EN LA FIESTA DE CRISTO REY
En esta
solemnidad, en que la liturgia marca el final del tiempo ordinario y el inicio
de un nuevo tiempo litúrgico: el del Adviento, meditamos sobre la realeza de
Cristo, Rey y Señor del Universo. Él es el alfa y el Omega, el primero y el
último, el principio y el fin.
Sólo en
Cristo encontramos el verdadero sentido de nuestro quehacer aquí en la tierra.
La iglesia entera, y cada cristiano, es depositaria del tesoro de Cristo: crece
la santidad de Dios en el mundo cuando cada uno luchamos por ser fieles a
nuestros deberes, a los compromisos que, como ciudadanos, como cristianos,
hemos contraído.
A lo largo
del tiempo ordinario, la iglesia nos muestra los poderes de Cristo. Las
parábolas y los milagros cubren todo el evangelio en cada jornada litúrgica.

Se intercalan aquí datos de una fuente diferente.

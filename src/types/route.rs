//! Route sequencing types

use chrono::{DateTime, NaiveDate, Utc};
use serde::{Deserialize, Serialize};
use uuid::Uuid;

use super::{Coordinates, ScheduledJob};

/// Request to re-order and re-time one technician's day
#[derive(Debug, Clone, Serialize, Deserialize)]
#[serde(rename_all = "camelCase")]
pub struct OptimizeRouteRequest {
    pub date: NaiveDate,
    pub technician_id: Uuid,
}

/// A job with its resolved coordinates, as fed to the route orderer
#[derive(Debug, Clone)]
pub struct RouteStop {
    pub job: ScheduledJob,
    pub coordinates: Option<Coordinates>,
}

impl RouteStop {
    pub fn new(job: ScheduledJob) -> Self {
        let coordinates = job.coordinates();
        Self { job, coordinates }
    }
}

/// New start time written for a job
#[derive(Debug, Clone, Serialize, Deserialize)]
#[serde(rename_all = "camelCase")]
pub struct RescheduledStop {
    pub job_id: Uuid,
    pub sequence: usize,
    pub starts_at: DateTime<Utc>,
    /// Local wall-clock label, `HH:MM`
    pub time: String,
}

#[derive(Debug, Clone, Serialize, Deserialize)]
#[serde(rename_all = "camelCase")]
pub struct RouteOptimization {
    pub success: bool,
    pub message: String,
    pub stops: Vec<RescheduledStop>,
}
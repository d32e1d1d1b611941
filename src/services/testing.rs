//! Shared builders for scheduler tests

use chrono::{NaiveDate, NaiveTime};
use uuid::Uuid;

use crate::services::civil_time::CivilCalendar;
use crate::types::{Coordinates, JobStatus, PropertyLocation, ScheduledJob, Technician};

pub fn date(y: i32, m: u32, d: u32) -> NaiveDate {
    NaiveDate::from_ymd_opt(y, m, d).unwrap()
}

pub fn time(h: u32, m: u32) -> NaiveTime {
    NaiveTime::from_hms_opt(h, m, 0).unwrap()
}

pub fn technician(name: &str) -> Technician {
    Technician::new(Uuid::new_v4(), name)
}

pub fn property_at(coordinates: Coordinates) -> PropertyLocation {
    PropertyLocation {
        id: Uuid::new_v4(),
        lat: Some(coordinates.lat),
        lng: Some(coordinates.lng),
        address: Some(format!("{:.4}, {:.4}", coordinates.lat, coordinates.lng)),
    }
}

/// One-hour job at a local wall-clock time, without a property
pub fn job_at(
    calendar: &dyn CivilCalendar,
    technician_ids: &[Uuid],
    day: NaiveDate,
    hour: u32,
    minute: u32,
) -> ScheduledJob {
    ScheduledJob {
        id: Uuid::new_v4(),
        technician_ids: technician_ids.to_vec(),
        property: None,
        scheduled_at: calendar.to_instant(day, time(hour, minute)),
        scheduled_end_at: None,
        status: JobStatus::Scheduled,
        actual_duration_minutes: None,
    }
}

pub fn job_located(
    calendar: &dyn CivilCalendar,
    technician_ids: &[Uuid],
    day: NaiveDate,
    hour: u32,
    minute: u32,
    coordinates: Coordinates,
) -> ScheduledJob {
    ScheduledJob {
        property: Some(property_at(coordinates)),
        ..job_at(calendar, technician_ids, day, hour, minute)
    }
}

/// Point `km` kilometres due north of `origin`
pub fn north_of(origin: Coordinates, km: f64) -> Coordinates {
    Coordinates {
        lat: origin.lat + km / 111.195,
        lng: origin.lng,
    }
}

pub fn downtown_montreal() -> Coordinates {
    Coordinates::new(45.5017, -73.5673)
}
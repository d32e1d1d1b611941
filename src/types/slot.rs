//! Slot search types

use chrono::{DateTime, NaiveDate, Utc};
use serde::{Deserialize, Serialize};
use uuid::Uuid;

/// Request for the 7-day grid search
#[derive(Debug, Clone, Serialize, Deserialize)]
#[serde(rename_all = "camelCase")]
pub struct FindSlotsRequest {
    pub service_id: Uuid,
    /// Unknown for guest bookings
    #[serde(default)]
    pub property_id: Option<Uuid>,
    pub search_start_date: NaiveDate,
}

/// Request for the single-day gap search
#[derive(Debug, Clone, Serialize, Deserialize)]
#[serde(rename_all = "camelCase")]
pub struct FindGapSlotsRequest {
    pub date: NaiveDate,
    pub target_lat: f64,
    pub target_lng: f64,
    pub duration_minutes: i64,
}

#[derive(Debug, Clone, Copy, PartialEq, Eq, Serialize, Deserialize)]
#[serde(rename_all = "snake_case")]
pub enum CandidateKind {
    /// A real, bookable slot
    Slot,
    /// Synthetic entry explaining why nothing is bookable
    Placeholder,
}

/// How a result list's scores must be read.
///
/// The grid scorer produces goodness (higher is better) and the gap scorer
/// produces detour cost in km (lower is better). The two are not comparable.
#[derive(Debug, Clone, Copy, PartialEq, Eq, Serialize, Deserialize)]
#[serde(rename_all = "snake_case")]
pub enum ScorePolarity {
    HigherIsBetter,
    LowerIsBetter,
}

/// A hypothetical appointment, not yet committed
#[derive(Debug, Clone, Serialize, Deserialize)]
#[serde(rename_all = "camelCase")]
pub struct SlotCandidate {
    pub kind: CandidateKind,
    pub date: NaiveDate,
    /// Local wall-clock label, `HH:MM`
    pub time: String,
    pub starts_at: Option<DateTime<Utc>>,
    pub technician_id: Option<Uuid>,
    pub technician_name: String,
    pub score: f64,
    pub reason: String,
}

impl SlotCandidate {
    pub fn is_placeholder(&self) -> bool {
        self.kind == CandidateKind::Placeholder
    }
}

/// Bookkeeping counters for one search
#[derive(Debug, Clone, Copy, Default, PartialEq, Eq, Serialize, Deserialize)]
#[serde(rename_all = "camelCase")]
pub struct SearchDiagnostics {
    pub evaluated: usize,
    pub rejected_past: usize,
    pub rejected_conflict: usize,
    pub emitted: usize,
}

#[derive(Debug, Clone, Serialize, Deserialize)]
#[serde(rename_all = "camelCase")]
pub struct SlotSearchResult {
    pub slots: Vec<SlotCandidate>,
    pub polarity: ScorePolarity,
    pub diagnostics: SearchDiagnostics,
}
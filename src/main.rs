//! FieldOps Scheduler - technician slot search and daily route sequencing
//!
//! Serves scheduling requests over NATS, or runs a single search from the
//! command line.

mod cli;
mod config;
mod db;
mod defaults;
mod error;
mod handlers;
mod services;
mod types;

use std::sync::Arc;

use anyhow::Result;
use clap::Parser;
use serde::Serialize;
use sqlx::PgPool;
use tracing::{error, info};
use tracing_appender::rolling::{RollingFileAppender, Rotation};
use tracing_subscriber::{layer::SubscriberExt, util::SubscriberInitExt};

use crate::cli::{Cli, Command};
use crate::config::Config;
use crate::services::civil_time::CivilCalendar;
use crate::services::engine::{CallOptions, SchedulingEngine};
use crate::services::geocoding::{create_geocoder, Geocoder};
use crate::services::reservation::LocalReservations;
use crate::services::store::PgAvailabilityStore;
use crate::types::{FindGapSlotsRequest, FindSlotsRequest};

#[tokio::main]
async fn main() -> Result<()> {
    let cli = Cli::parse();

    // Logs directory - use LOGS_DIR env var or default to ./logs
    let logs_dir = std::env::var("LOGS_DIR").unwrap_or_else(|_| "./logs".to_string());
    std::fs::create_dir_all(&logs_dir).ok();

    // File appender for persistent logs (daily rotation)
    let file_appender = RollingFileAppender::new(Rotation::DAILY, &logs_dir, "scheduler.log");
    let (non_blocking, _guard) = tracing_appender::non_blocking(file_appender);

    tracing_subscriber::registry()
        .with(tracing_subscriber::EnvFilter::new(
            std::env::var("RUST_LOG").unwrap_or_else(|_| "info,fieldops_scheduler=debug".into()),
        ))
        .with(tracing_subscriber::fmt::layer()) // stdout
        .with(tracing_subscriber::fmt::layer().with_writer(non_blocking).with_ansi(false)) // file
        .init();

    let config = Config::from_env()?;
    info!("Configuration loaded (timezone {})", config.policy.timezone);

    let pool = db::create_pool(&config.database_url).await?;
    info!("Connected to PostgreSQL");

    match cli.command.unwrap_or(Command::Serve) {
        Command::Serve => serve(pool, &config).await,
        Command::Migrate => db::run_migrations(&pool).await,
        Command::FindSlots { service, property, from } => {
            let engine = build_engine(pool, &config)?;
            let request = FindSlotsRequest {
                service_id: service,
                property_id: property,
                search_start_date: from,
            };
            let result = engine.find_slots(&request, &call_options(&config)).await?;
            print_json(&result)
        }
        Command::GapSlots { date, lat, lng, duration } => {
            let engine = build_engine(pool, &config)?;
            let request = FindGapSlotsRequest {
                date,
                target_lat: lat,
                target_lng: lng,
                duration_minutes: duration,
            };
            let result = engine.find_gap_slots(&request, &call_options(&config)).await?;
            print_json(&result)
        }
        Command::OptimizeRoute { date, technician } => {
            let engine = build_engine(pool, &config)?;
            let result = engine.optimize_daily_route(date, technician, &call_options(&config)).await?;
            print_json(&result)
        }
    }
}

fn build_engine(pool: PgPool, config: &Config) -> Result<SchedulingEngine> {
    let geocoder: Arc<dyn Geocoder> = Arc::from(create_geocoder(config)?);
    info!("Geocoder initialized: {}", geocoder.name());

    let engine = SchedulingEngine::new(
        Arc::new(PgAvailabilityStore::new(pool)),
        geocoder,
        config.policy.clone(),
    )
    .with_reservations(Arc::new(LocalReservations::new()));
    info!("Business hours resolved in {}", engine.calendar.name());

    Ok(engine)
}

fn call_options(config: &Config) -> CallOptions {
    CallOptions::with_timeout(config.store_timeout)
}

fn print_json<T: Serialize>(value: &T) -> Result<()> {
    println!("{}", serde_json::to_string_pretty(value)?);
    Ok(())
}

async fn serve(pool: PgPool, config: &Config) -> Result<()> {
    info!("Starting FieldOps Scheduler...");

    db::run_migrations(&pool).await?;

    let engine = Arc::new(build_engine(pool, config)?);

    // Connect to NATS (supports optional NATS_USER/NATS_PASSWORD auth).
    let nats_client = match (std::env::var("NATS_USER"), std::env::var("NATS_PASSWORD")) {
        (Ok(user), Ok(password)) if !user.is_empty() => {
            async_nats::ConnectOptions::new()
                .user_and_password(user, password)
                .connect(&config.nats_url)
                .await?
        }
        _ => async_nats::connect(&config.nats_url).await?,
    };
    info!("Connected to NATS at {}", config.nats_url);

    if let Err(e) = handlers::start_handlers(nats_client, engine, config).await {
        error!("Handler error: {}", e);
        return Err(e);
    }

    Ok(())
}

Este tiempo culmina hoy, con esta gran fiesta, en la que se realza la realeza y
la grandeza de Nuestro Señor, como el amo del universo.
Pero el
poder de Cristo no subyuga como los poderes terrenos de reyes, emperadores,
dictadores y demás gobernantes. Es un poder de amor, donde sólo se nos pide
amor y fidelidad al que es nuestro soberano y Señor. Nuestra recompensa por
amarle es su infinita misericordia que, Jesucristo por su benevolencia y su bondad divina, nos derrama
en forma de bendiciones a todos sus hijos.
No somos
vasallos ni súbditos, somos hijos de un mismo Dios y Señor, de un mismo Rey, de
un mismo Cristo.
En la
fiesta de hoy, oímos del Señor que nos dice en la intimidad de nuestro corazón:
“yo tengo sobre ti pensamientos de paz y no de aflicción”, y hacemos el
propósito de arreglar en nuestro corazón lo que no sea conforme con el querer
de Cristo. A la vez, le pedimos poder colaborar en esa tarea grande de extender
su reinado a nuestro alrededor y en tantos lugares donde aún no le conocen.
El amor de
Cristo es como un río de paz, un mar de inagotable misericordia.